Bulgular: Bilişsel işlevler açısından norm değerlerle karşılaştırıldığında örneklem grubunda anlamlı bir bozulma olmadığı saptandı. 0-3 ay arası temiz olan hasta grubunda, 1 yıldan daha uzun süre temiz kalma süresi olanlara göre daha iyi bellek skorları mevcuttu. Ayrıca çoklu madde kullanım süresinin, ilk madde kullanım yaşının ve tedavi sayısının bazı bilişsel işlevleri olumsuz yönde etkilediğini bulundu.
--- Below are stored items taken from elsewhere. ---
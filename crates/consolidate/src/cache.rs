use shelf_catalog::models::{Identifier, Metadata, PoolId};
use std::collections::HashMap;

/// Answers from the [`MetadataProvider`](crate::MetadataProvider), kept
/// until the next commit.
///
/// A repair touches the same pools over and over; asking the provider once
/// per pool per commit also means every step of one operation sees the same
/// metadata.
#[derive(Debug, Default)]
pub struct LookupCache {
    presentations: HashMap<PoolId, Option<Metadata>>,
    equivalents: HashMap<Identifier, Vec<Identifier>>,
}
impl LookupCache {
    pub fn presentation(&self, pool: PoolId) -> Option<&Option<Metadata>> {
        self.presentations.get(&pool)
    }

    pub fn store_presentation(&mut self, pool: PoolId, metadata: Option<Metadata>) {
        self.presentations.insert(pool, metadata);
    }

    pub fn equivalents(&self, identifier: &Identifier) -> Option<&[Identifier]> {
        self.equivalents.get(identifier).map(Vec::as_slice)
    }

    pub fn store_equivalents(&mut self, identifier: Identifier, equivalents: Vec<Identifier>) {
        self.equivalents.insert(identifier, equivalents);
    }

    pub fn len(&self) -> usize {
        self.presentations.len() + self.equivalents.len()
    }

    pub fn is_empty(&self) -> bool {
        self.len() == 0
    }

    pub fn clear(&mut self) {
        self.presentations.clear();
        self.equivalents.clear();
    }
}
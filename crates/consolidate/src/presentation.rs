//! A work's champion, and the presentation copied from it.

use crate::error::{ErrorKind, Result};
use crate::session::Session;
use exn::{OptionExt, ResultExt};
use shelf_catalog::models::{Identifier, PoolId, Presentation, WorkId};
use tracing::debug;

impl Session<'_> {
    /// Marks every open-access pool but the champion as superseded.
    pub(crate) fn select_champion_inner(&mut self, work: WorkId) -> Result<Option<PoolId>> {
        self.catalog.work(work).ok_or_raise(|| ErrorKind::Catalog)?;
        let members = self.members(work);
        let champion = self.policy.champion(members.iter().copied().filter(|pool| pool.is_open_access()));
        let flips: Vec<(PoolId, bool)> = members
            .iter()
            .map(|pool| (pool.id(), pool.is_open_access() && Some(pool.id()) != champion))
            .filter(|(id, superseded)| self.catalog.pool(*id).is_some_and(|pool| pool.superseded != *superseded))
            .collect();
        for (pool, superseded) in flips {
            self.catalog.pool_mut(pool).or_raise(|| ErrorKind::Catalog)?.superseded = superseded;
        }
        if let Some(champion) = champion {
            debug!(%work, %champion, "selected champion");
        }
        Ok(champion)
    }

    /// Copies the presentation of the work's best pool onto it. The
    /// classifier is told when it changed, or always when `force` is set.
    pub(crate) fn recalculate_inner(&mut self, work: WorkId, force: bool) -> Result<()> {
        let entry = self.catalog.work(work).ok_or_raise(|| ErrorKind::Catalog)?;
        let members = self.members(work);
        let champion = members
            .iter()
            .find(|pool| pool.is_open_access() && !pool.superseded && pool.metadata().is_some())
            .or_else(|| members.iter().find(|pool| pool.metadata().is_some()));
        let presentation = champion.and_then(|pool| pool.metadata()).map(Presentation::from);
        let ready = presentation.as_ref().is_some_and(|presentation| presentation.title.is_some());
        let changed = entry.presentation != presentation || entry.presentation_ready != ready;
        let mut identifiers: Vec<Identifier> = members.iter().filter_map(|pool| pool.identifier().cloned()).collect();

        if changed {
            let entry = self.catalog.work_mut(work).or_raise(|| ErrorKind::Catalog)?;
            entry.presentation = presentation;
            entry.presentation_ready = ready;
            debug!(%work, ready, "presentation changed");
        }
        if changed || force {
            for identifier in identifiers.clone() {
                identifiers.extend(self.equivalents(&identifier));
            }
            identifiers.sort();
            identifiers.dedup();
            self.classifier.recalculate(work, &identifiers);
        }
        Ok(())
    }
}

#[cfg(test)]
mod tests {
    use crate::testing::{Fixture, Recorded, book};
    use shelf_catalog::models::Identifier;
    use shelf_circulation::SourcePolicy;
    use std::collections::HashMap;

    #[test]
    fn champion_wins_the_presentation() {
        let mut fixture = Fixture::new();
        fixture.policy = SourcePolicy::new(HashMap::from([("Standard Ebooks".to_string(), 10)]));
        let plain = fixture.open_access("Gutenberg", "1342", "Pride and Prejudice");
        let fine = fixture.ingest(
            book("Standard Ebooks ID", "austen-pride", "Pride and Prejudice").with_language("eng"),
            "Standard Ebooks",
            "main",
            true,
        );
        let work = fixture.catalog.create_work();
        fixture.catalog.set_work(plain, Some(work)).unwrap();
        fixture.catalog.set_work(fine, Some(work)).unwrap();

        let mut session = fixture.session();
        assert_eq!(session.select_champion(work).unwrap(), Some(fine));
        session.recalculate_presentation(work).unwrap();
        let catalog = session.catalog();
        assert!(catalog.pool(plain).unwrap().superseded);
        assert!(!catalog.pool(fine).unwrap().superseded);
        let presentation = catalog.work(work).unwrap().presentation.clone().unwrap();
        assert_eq!(presentation.language.map(|language| language.code().to_string()), Some("eng".to_string()));
    }

    #[test]
    fn licensed_pools_are_never_superseded() {
        let mut fixture = Fixture::new();
        let licensed = fixture.licensed("ISBN", "9780141439518", Some("Pride and Prejudice"));
        let work = fixture.catalog.create_work();
        fixture.catalog.set_work(licensed, Some(work)).unwrap();
        let mut session = fixture.session();
        assert_eq!(session.select_champion(work).unwrap(), None);
        assert!(!session.catalog().pool(licensed).unwrap().superseded);
    }

    #[test]
    fn unchanged_presentation_is_left_alone() {
        let mut fixture = Fixture::new();
        let pool = fixture.licensed("ISBN", "9780141439518", Some("Pride and Prejudice"));
        let mut session = fixture.session();
        let work = session.resolve_work(pool, false).unwrap().work.unwrap();
        session.commit();
        session.recalculate_presentation(work).unwrap();
        // Forced through to the classifier, but nothing to write.
        assert!(session.commit().is_empty());
        drop(session);
        let calls = fixture.classifier.take();
        let expected = Recorded::Recalculate(work, vec![Identifier::new("ISBN", "9780141439518")]);
        assert_eq!(calls, vec![expected.clone(), expected]);
    }
}
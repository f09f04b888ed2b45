use std::fmt::{Display, Formatter, Result as FmtResult};
use std::{convert::Infallible, str::FromStr};

/// A contributor credited as an author of a title.
#[derive(Debug, Clone, PartialEq, Eq, Hash)]
pub struct Author {
    /// Name in sort order (e.g. "Austen, Jane")
    pub sort_name: String,
    /// Name as it should be displayed, when it differs from the sort name
    pub display_name: Option<String>,
}
impl Author {
    pub fn new<D: Into<String>>(sort_name: impl Into<String>, display_name: Option<D>) -> Self {
        let sort_name = sort_name.into();
        let display_name = display_name.map(Into::into).filter(|d: &String| *d != sort_name);
        Self { sort_name, display_name }
    }
}

impl FromStr for Author {
    type Err = Infallible;
    fn from_str(sort_name: &str) -> Result<Self, Self::Err> {
        Ok(Self::new(sort_name, None::<String>))
    }
}
impl From<String> for Author {
    fn from(sort_name: String) -> Self {
        Self::new(sort_name, None::<String>)
    }
}
impl From<&str> for Author {
    fn from(sort_name: &str) -> Self {
        Self::new(sort_name, None::<String>)
    }
}
impl<S: Into<String>, D: Into<String>> From<(S, Option<D>)> for Author {
    fn from((sort_name, display_name): (S, Option<D>)) -> Self {
        Self::new(sort_name, display_name)
    }
}

impl Display for Author {
    fn fmt(&self, f: &mut Formatter<'_>) -> FmtResult {
        write!(f, "{}", self.display_name.as_deref().unwrap_or(&self.sort_name))
    }
}
//! SQLite storage for the shelf catalog.
//!
//! Works, license pools and their circulation rows are stored one table
//! each, and read back into a [`Catalog`](shelf_catalog::Catalog) whole.
//! Writes go the other way: only the rows a run changed are written, in a
//! single transaction.
//!
//! Circulation events are appended to their own log and never read back
//! into the catalog.

mod db;
pub mod error;
mod models;
mod repo;

pub use crate::db::Database;
pub use crate::repo::{Persisted, Repository};
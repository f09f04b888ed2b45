use shelf_catalog::models::Author;

#[derive(facet::Facet)]
#[cfg_attr(test, derive(Debug, PartialEq))]
pub(crate) struct AuthorProxy {
    #[facet(rename = "s")]
    sort_name: String,
    #[facet(rename = "d", default, skip_serializing_if = Option::is_none)]
    display_name: Option<String>,
}
impl From<&Author> for AuthorProxy {
    fn from(author: &Author) -> Self {
        Self {
            sort_name: author.sort_name.clone(),
            display_name: author.display_name.clone(),
        }
    }
}
impl From<AuthorProxy> for Author {
    fn from(author: AuthorProxy) -> Self {
        Author::new(author.sort_name, author.display_name)
    }
}

#[cfg(test)]
mod tests {
    use super::*;
    use facet_json::{from_str as from_json, to_string as to_json};
    use rstest::rstest;

    fn proxy(sort_name: &str, display_name: Option<&str>) -> AuthorProxy {
        AuthorProxy {
            sort_name: sort_name.to_string(),
            display_name: display_name.map(str::to_string),
        }
    }

    #[rstest]
    #[case(proxy("Austen, Jane", None), r#"{"s":"Austen, Jane"}"#)]
    #[case(proxy("Dodgson, Charles", Some("Lewis Carroll")), r#"{"s":"Dodgson, Charles","d":"Lewis Carroll"}"#)]
    fn author_serialize(#[case] input: AuthorProxy, #[case] expected: &str) {
        assert_eq!(to_json(&input).unwrap(), expected);
    }

    #[rstest]
    #[case(proxy("Austen, Jane", None), r#"{"s":"Austen, Jane"}"#)]
    #[case(proxy("Dodgson, Charles", Some("Lewis Carroll")), r#"{"d":"Lewis Carroll","s":"Dodgson, Charles"}"#)]
    fn author_deserialize(#[case] expected: AuthorProxy, #[case] input: &str) {
        assert_eq!(from_json::<AuthorProxy>(input).unwrap(), expected);
    }

    #[test]
    fn author_list_keeps_order() {
        let input = vec![proxy("Stoker, Bram", None), proxy("Austen, Jane", Some("Jane Austen"))];
        let json = to_json(&input).unwrap();
        assert_eq!(json, r#"[{"s":"Stoker, Bram"},{"s":"Austen, Jane","d":"Jane Austen"}]"#);
        assert_eq!(from_json::<Vec<AuthorProxy>>(&json).unwrap(), input);
    }

    #[test]
    fn display_name_matching_sort_name_is_dropped() {
        let author = Author::from(proxy("Plato", Some("Plato")));
        assert_eq!(author.display_name, None);
    }
}
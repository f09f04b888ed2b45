use super::{LicenseId, PoolId};
use time::UtcDateTime;

/// One individually tracked license under a license pool.
#[derive(Debug, Clone, PartialEq, Eq)]
pub struct License {
    pub(crate) id: LicenseId,
    pub(crate) pool: PoolId,
    /// The distributor's identifier for this license
    pub identifier: String,
    /// `None` for licenses that never expire
    pub expires: Option<UtcDateTime>,
    /// `None` for licenses with unlimited checkouts
    pub checkouts_left: Option<u32>,
    /// How many loans may be out on this license at once
    pub concurrency: u32,
}
impl License {
    pub fn new(pool: PoolId, identifier: impl Into<String>, concurrency: u32) -> Self {
        Self {
            id: LicenseId::new(0),
            pool,
            identifier: identifier.into(),
            expires: None,
            checkouts_left: None,
            concurrency,
        }
    }

    pub fn with_id(mut self, id: LicenseId) -> Self {
        self.id = id;
        self
    }

    pub fn with_expiry(mut self, expires: UtcDateTime) -> Self {
        self.expires = Some(expires);
        self
    }

    pub fn with_checkouts_left(mut self, checkouts_left: u32) -> Self {
        self.checkouts_left = Some(checkouts_left);
        self
    }

    pub fn id(&self) -> LicenseId {
        self.id
    }

    pub fn pool(&self) -> PoolId {
        self.pool
    }

    pub fn is_time_limited(&self) -> bool {
        self.expires.is_some()
    }

    pub fn is_loan_limited(&self) -> bool {
        self.checkouts_left.is_some()
    }

    pub fn is_perpetual(&self) -> bool {
        !self.is_time_limited() && !self.is_loan_limited()
    }

    /// Past its expiry date, or out of checkouts.
    pub fn is_expired(&self, now: UtcDateTime) -> bool {
        self.expires.is_some_and(|expires| expires <= now) || self.checkouts_left == Some(0)
    }

    /// How many more loans this license can support at once: the smaller of
    /// its remaining checkouts and its concurrency.
    pub fn total_remaining_loans(&self, now: UtcDateTime) -> u32 {
        if self.is_expired(now) {
            return 0;
        }
        match self.checkouts_left {
            Some(left) => left.min(self.concurrency),
            None => self.concurrency,
        }
    }
}

#[cfg(test)]
mod tests {
    use super::*;
    use time::Duration;

    #[test]
    fn expiry_by_date_or_checkouts() {
        let now = UtcDateTime::now();
        let pool = PoolId::new(1);
        assert!(!License::new(pool, "a", 1).is_expired(now));
        assert!(License::new(pool, "b", 1).with_expiry(now - Duration::days(1)).is_expired(now));
        assert!(!License::new(pool, "c", 1).with_expiry(now + Duration::days(1)).is_expired(now));
        assert!(License::new(pool, "d", 1).with_checkouts_left(0).is_expired(now));
    }

    #[test]
    fn remaining_loans_capped_by_concurrency() {
        let now = UtcDateTime::now();
        let pool = PoolId::new(1);
        assert_eq!(License::new(pool, "a", 3).total_remaining_loans(now), 3);
        assert_eq!(License::new(pool, "b", 3).with_checkouts_left(2).total_remaining_loans(now), 2);
        assert_eq!(License::new(pool, "c", 3).with_checkouts_left(20).total_remaining_loans(now), 3);
        assert_eq!(License::new(pool, "d", 3).with_checkouts_left(0).total_remaining_loans(now), 0);
        assert!(License::new(pool, "e", 3).is_perpetual());
    }
}
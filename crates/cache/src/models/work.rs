use crate::error::{Error, ErrorKind};
use crate::models::{to_sql, to_u64};
use exn::ResultExt;
use shelf_catalog::models::{Fingerprint, Language, Medium, Presentation, Work, WorkId};

#[derive(sqlx::FromRow)]
pub(crate) struct WorkRow {
    pub(crate) id: i64,
    /// Set exactly when the work has a presentation.
    pub(crate) medium: Option<String>,
    pub(crate) title: Option<String>,
    pub(crate) author: Option<String>,
    pub(crate) language: Option<String>,
    pub(crate) fingerprint: Option<String>,
    pub(crate) presentation_ready: bool,
}
impl TryFrom<&Work> for WorkRow {
    type Error = Error;
    fn try_from(work: &Work) -> Result<Self, Self::Error> {
        let presentation = work.presentation.as_ref();
        Ok(Self {
            id: to_sql(work.id().get(), "work id")?,
            medium: presentation.map(|p| p.medium.as_str().to_string()),
            title: presentation.and_then(|p| p.title.clone()),
            author: presentation.and_then(|p| p.author.clone()),
            language: presentation.and_then(|p| p.language.as_ref()).map(|l| l.code().to_string()),
            fingerprint: presentation.and_then(|p| p.fingerprint.as_ref()).map(|f| f.as_str().to_string()),
            presentation_ready: work.presentation_ready,
        })
    }
}
impl TryFrom<WorkRow> for Work {
    type Error = Error;
    fn try_from(row: WorkRow) -> Result<Self, Self::Error> {
        let mut work = Work::new(WorkId::new(to_u64(row.id, "work id")?));
        work.presentation = row
            .medium
            .map(|medium| -> Result<Presentation, Error> {
                Ok(Presentation {
                    title: row.title,
                    author: row.author,
                    medium: medium.parse::<Medium>().or_raise(|| ErrorKind::InvalidData("medium"))?,
                    language: row.language.map(Language::new),
                    fingerprint: row.fingerprint.map(Fingerprint::from_stored),
                })
            })
            .transpose()?;
        work.presentation_ready = row.presentation_ready;
        Ok(work)
    }
}
use crate::cache::LookupCache;
use crate::collaborators::{Classifier, MetadataProvider};
use crate::error::{ErrorKind, Result};
use exn::{OptionExt, ResultExt};
use shelf_catalog::models::{Identifier, LicensePool, Metadata, PoolId, WorkId, WorkKey};
use shelf_catalog::{Catalog, Changes};
use shelf_circulation::SourcePolicy;
use std::collections::BTreeSet;
use tracing::{debug, info, instrument, warn};

/// Where a license pool ended up.
#[derive(Debug, Clone, Copy, PartialEq, Eq)]
pub struct Resolution {
    /// `None` when the pool lacks the identifier or metadata to be grouped
    pub work: Option<WorkId>,
    /// Whether the work was created by this call
    pub is_new: bool,
}
impl Resolution {
    pub(crate) fn none() -> Self {
        Self {
            work: None,
            is_new: false,
        }
    }
}

/// Outcome of a batch pass.
#[derive(Debug, Clone, Copy, Default, PartialEq, Eq)]
pub struct Summary {
    /// Pools that ended up on a work
    pub resolved: usize,
    /// Works created along the way
    pub created: usize,
    /// Pools left without a work
    pub detached: usize,
    /// Pools whose resolution failed and was rolled back
    pub failed: usize,
}

/// Pools re-resolved during the current top-level operation.
///
/// A pool is re-resolved at most once per operation, which bounds the
/// repair recursion by the number of pools.
#[derive(Debug, Default)]
pub(crate) struct RepairTrace {
    pub(crate) visited: BTreeSet<PoolId>,
    pub(crate) reresolved: usize,
    pub(crate) allow_missing_title: bool,
}

/// A unit of consolidation work against a catalog.
///
/// Each public operation runs against a savepoint and is rolled back if it
/// fails. Changes accumulate in the catalog until [`Session::commit`].
pub struct Session<'a> {
    pub(crate) catalog: &'a mut Catalog,
    pub(crate) metadata: &'a dyn MetadataProvider,
    pub(crate) classifier: &'a dyn Classifier,
    pub(crate) policy: &'a SourcePolicy,
    pub(crate) cache: LookupCache,
    pub(crate) trace: RepairTrace,
}

impl<'a> Session<'a> {
    pub fn new(
        catalog: &'a mut Catalog,
        metadata: &'a dyn MetadataProvider,
        classifier: &'a dyn Classifier,
        policy: &'a SourcePolicy,
    ) -> Self {
        Self {
            catalog,
            metadata,
            classifier,
            policy,
            cache: LookupCache::default(),
            trace: RepairTrace::default(),
        }
    }

    pub fn catalog(&self) -> &Catalog {
        &*self.catalog
    }

    /// How many pools the last operation had to re-resolve while repairing
    /// works.
    pub fn reresolved(&self) -> usize {
        self.trace.reresolved
    }

    /// Finds (or creates) the work a license pool belongs to, repairing any
    /// grouping inconsistency it runs into on the way.
    ///
    /// Calling it again without any change in between is a no-op that
    /// returns the same work.
    #[instrument(level = "debug", skip(self))]
    pub fn resolve_work(&mut self, pool: PoolId, allow_missing_title: bool) -> Result<Resolution> {
        self.atomically(allow_missing_title, |session| {
            session.trace.visited.insert(pool);
            session.resolve_inner(pool, allow_missing_title)
        })
    }

    /// Finds (or creates) the one work for every open-access pool with this
    /// key, merging duplicate works together.
    #[instrument(level = "debug", skip(self))]
    pub fn group_open_access(&mut self, key: &WorkKey) -> Result<Resolution> {
        self.atomically(false, |session| session.group_inner(key))
    }

    /// Moves every pool that doesn't belong to the group for `key` off the
    /// work, re-resolving it elsewhere.
    #[instrument(level = "debug", skip(self))]
    pub fn make_exclusive(&mut self, work: WorkId, key: &WorkKey) -> Result<()> {
        self.atomically(false, |session| session.make_exclusive_inner(work, key))
    }

    /// Merges one open-access work into a duplicate of it.
    #[instrument(level = "debug", skip(self))]
    pub fn merge(&mut self, from: WorkId, into: WorkId) -> Result<()> {
        self.atomically(false, |session| session.merge_inner(from, into))
    }

    /// Picks the open-access pool that represents a work. Returns it, if any
    /// was eligible.
    #[instrument(level = "debug", skip(self))]
    pub fn select_champion(&mut self, work: WorkId) -> Result<Option<PoolId>> {
        self.atomically(false, |session| session.select_champion_inner(work))
    }

    /// Copies a work's presentation from its champion and asks the
    /// classifier to recalculate it.
    #[instrument(level = "debug", skip(self))]
    pub fn recalculate_presentation(&mut self, work: WorkId) -> Result<()> {
        self.atomically(false, |session| session.recalculate_inner(work, true))
    }

    /// Takes a pool off its work, deleting the work if nothing else is on it.
    #[instrument(level = "debug", skip(self))]
    pub fn detach(&mut self, pool: PoolId) -> Result<()> {
        self.atomically(false, |session| session.detach_inner(pool))
    }

    /// Resolves every pool in turn. A failure is logged and counted; the
    /// pass carries on with the next pool.
    pub fn resolve_all(&mut self, pools: impl IntoIterator<Item = PoolId>) -> Summary {
        let mut summary = Summary::default();
        for pool in pools {
            match self.resolve_work(pool, false) {
                Ok(Resolution { work: Some(_), is_new }) => {
                    summary.resolved += 1;
                    summary.created += usize::from(is_new);
                },
                Ok(Resolution { work: None, .. }) => summary.detached += 1,
                Err(e) => {
                    warn!(%pool, error = ?e, "failed to resolve work");
                    summary.failed += 1;
                },
            }
        }
        summary
    }

    /// Ends a unit of work: forgets cached lookups and hands back everything
    /// that has to be persisted.
    pub fn commit(&mut self) -> Changes {
        self.cache.clear();
        self.catalog.take_changes()
    }

    fn atomically<T>(&mut self, allow_missing_title: bool, op: impl FnOnce(&mut Self) -> Result<T>) -> Result<T> {
        self.trace = RepairTrace {
            allow_missing_title,
            ..RepairTrace::default()
        };
        let savepoint = self.catalog.savepoint();
        let result = op(self);
        if result.is_err() {
            debug!("rolling back");
            self.catalog.rollback(savepoint);
        }
        result
    }

    // Helpers shared by the operations.

    pub(crate) fn pool(&self, pool: PoolId) -> Result<&LicensePool> {
        self.catalog.pool(pool).ok_or_raise(|| ErrorKind::Catalog)
    }

    pub(crate) fn members(&self, work: WorkId) -> Vec<&LicensePool> {
        self.catalog.pools_in_work(work).into_iter().filter_map(|id| self.catalog.pool(id)).collect()
    }

    pub(crate) fn work_exists(&self, work: WorkId) -> bool {
        self.catalog.work(work).is_some()
    }

    /// The provider's metadata for a pool, asked once per commit.
    pub(crate) fn presentation(&mut self, pool: PoolId) -> Result<Option<Metadata>> {
        if let Some(cached) = self.cache.presentation(pool) {
            return Ok(cached.clone());
        }
        let entry = self.catalog.pool(pool).ok_or_raise(|| ErrorKind::Catalog)?;
        let metadata = self.metadata.presentation(entry);
        self.cache.store_presentation(pool, metadata.clone());
        Ok(metadata)
    }

    pub(crate) fn equivalents(&mut self, identifier: &Identifier) -> Vec<Identifier> {
        if let Some(cached) = self.cache.equivalents(identifier) {
            return cached.to_vec();
        }
        let equivalents = self.metadata.equivalents(identifier);
        self.cache.store_equivalents(identifier.clone(), equivalents.clone());
        equivalents
    }

    pub(crate) fn create_work(&mut self) -> WorkId {
        let work = self.catalog.create_work();
        info!(%work, "created work");
        work
    }

    /// Points a pool at a work, cleaning up the work it leaves. Returns
    /// whether anything moved.
    pub(crate) fn attach(&mut self, pool: PoolId, work: WorkId) -> Result<bool> {
        let previous = self.catalog.set_work(pool, Some(work)).or_raise(|| ErrorKind::Catalog)?;
        match previous {
            Some(previous) if previous == work => Ok(false),
            Some(previous) => {
                self.prune(previous)?;
                Ok(true)
            },
            None => Ok(true),
        }
    }

    pub(crate) fn detach_inner(&mut self, pool: PoolId) -> Result<()> {
        if let Some(previous) = self.catalog.set_work(pool, None).or_raise(|| ErrorKind::Catalog)? {
            debug!(%pool, work = %previous, "detached");
            if self.pool(pool)?.superseded {
                self.catalog.pool_mut(pool).or_raise(|| ErrorKind::Catalog)?.superseded = false;
            }
            self.prune(previous)?;
        }
        Ok(())
    }

    /// Deletes a work nothing points at any more. A work that still has pools
    /// gets its champion and presentation recalculated instead.
    pub(crate) fn prune(&mut self, work: WorkId) -> Result<()> {
        if !self.work_exists(work) {
            return Ok(());
        }
        if self.catalog.pools_in_work(work).is_empty() {
            self.classifier.forget(work);
            self.catalog.delete_work(work).or_raise(|| ErrorKind::Catalog)?;
            debug!(%work, "deleted empty work");
            return Ok(());
        }
        self.select_champion_inner(work)?;
        self.recalculate_inner(work, true)
    }

    /// Takes a pool off its work and resolves it again from scratch, unless
    /// it was already re-resolved during this operation (then it is only
    /// taken off).
    pub(crate) fn reresolve(&mut self, pool: PoolId) -> Result<()> {
        self.detach_inner(pool)?;
        if !self.trace.visited.insert(pool) {
            debug!(%pool, "already re-resolved in this operation");
            return Ok(());
        }
        self.trace.reresolved += 1;
        let allow_missing_title = self.trace.allow_missing_title;
        self.resolve_inner(pool, allow_missing_title)?;
        Ok(())
    }
}
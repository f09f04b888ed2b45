mod author;
mod borrower;
mod fingerprint;
mod hold;
mod identifier;
mod ids;
mod lang;
mod license;
mod loan;
mod medium;
mod metadata;
mod pool;
mod work;

pub use self::author::Author;
pub use self::borrower::{Borrower, IntegrationClient, Patron};
pub use self::fingerprint::Fingerprint;
pub use self::hold::Hold;
pub use self::identifier::Identifier;
pub use self::ids::{HoldId, LicenseId, LoanId, PatronId, PoolId, WorkId};
pub use self::lang::Language;
pub use self::license::License;
pub use self::loan::Loan;
pub use self::medium::Medium;
pub use self::metadata::{Metadata, WorkKey};
pub use self::pool::{Availability, LicensePool, PoolKey};
pub use self::work::{Presentation, Work};

fn sanitize(s: impl AsRef<str>) -> String {
    s.as_ref().trim().to_lowercase().replace('/', "").replace('-', "").replace('_', "").replace(' ', "")
}
//! Which open-access license pool should represent a work.

use shelf_catalog::models::{LicensePool, PoolId};
use std::collections::HashMap;
use std::fmt::Debug;

/// Breaks a tie between two open-access pools whose sources have the same
/// priority.
pub trait TieBreak: Debug + Send + Sync {
    /// Whether `challenger` should replace `champion`.
    fn prefers(&self, challenger: &LicensePool, champion: &LicensePool) -> bool;
}

/// For a source that numbers its titles in publication order: between two of
/// its pools, the higher number is the more recent (and better) edition.
#[derive(Debug, Clone, PartialEq, Eq)]
pub struct NumericIdTieBreak {
    pub source: String,
}
impl NumericIdTieBreak {
    pub fn new(source: impl Into<String>) -> Self {
        Self { source: source.into() }
    }
}
impl TieBreak for NumericIdTieBreak {
    fn prefers(&self, challenger: &LicensePool, champion: &LicensePool) -> bool {
        if challenger.source() != self.source || champion.source() != self.source {
            return false;
        }
        let number = |pool: &LicensePool| pool.identifier().and_then(|identifier| identifier.numeric());
        match (number(challenger), number(champion)) {
            (Some(challenger), Some(champion)) => challenger > champion,
            _ => false,
        }
    }
}

/// How much each source is trusted to provide the best open-access copy.
///
/// Sources without a configured priority rank at zero.
#[derive(Debug, Default)]
pub struct SourcePolicy {
    priorities: HashMap<String, i32>,
    tie_break: Option<Box<dyn TieBreak>>,
}
impl SourcePolicy {
    pub fn new(priorities: HashMap<String, i32>) -> Self {
        Self {
            priorities,
            tie_break: None,
        }
    }

    pub fn with_tie_break(mut self, tie_break: impl TieBreak + 'static) -> Self {
        self.tie_break = Some(Box::new(tie_break));
        self
    }

    pub fn priority(&self, source: &str) -> i32 {
        self.priorities.get(source).copied().unwrap_or_default()
    }

    /// Whether `challenger` should replace `champion` as the representative
    /// open-access pool of a work.
    ///
    /// Only an open-access, unsuppressed pool with an identifier can win at
    /// all. From there, the first rule that applies decides: anything beats
    /// no champion or a suppressed one; a more trusted source wins and a less
    /// trusted one loses; between equally trusted sources only the configured
    /// tie-break can unseat the champion.
    pub fn better_than(&self, challenger: &LicensePool, champion: Option<&LicensePool>) -> bool {
        if challenger.identifier().is_none() || !challenger.is_open_access() || challenger.suppressed {
            return false;
        }
        let Some(champion) = champion else {
            return true;
        };
        if champion.suppressed {
            return true;
        }
        let (ours, theirs) = (self.priority(challenger.source()), self.priority(champion.source()));
        if ours != theirs {
            return ours > theirs;
        }
        self.tie_break.as_ref().is_some_and(|tie_break| tie_break.prefers(challenger, champion))
    }

    /// Runs [`better_than`](Self::better_than) over the pools in order and
    /// returns the last pool standing, if any was eligible.
    pub fn champion<'a>(&self, pools: impl IntoIterator<Item = &'a LicensePool>) -> Option<PoolId> {
        let mut champion: Option<&LicensePool> = None;
        for pool in pools {
            if self.better_than(pool, champion) {
                champion = Some(pool);
            }
        }
        champion.map(LicensePool::id)
    }
}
Sonuç: Bu çalışma, Türkiye'de opioid bağımlılığı olan erkeklerde bilişsel işlevlerin değerlendirildiği ilk çalışmadır. Bilişsel işlevleri etkileyen tüm faktörleri kontrol etmek mümkün değildir. Bu nedenle, opioidlerin etkisinin özel olarak incelenebildiği, ileriye dönük çalışmalara ve hayvan çalışmalarına ihtiyaç vardır.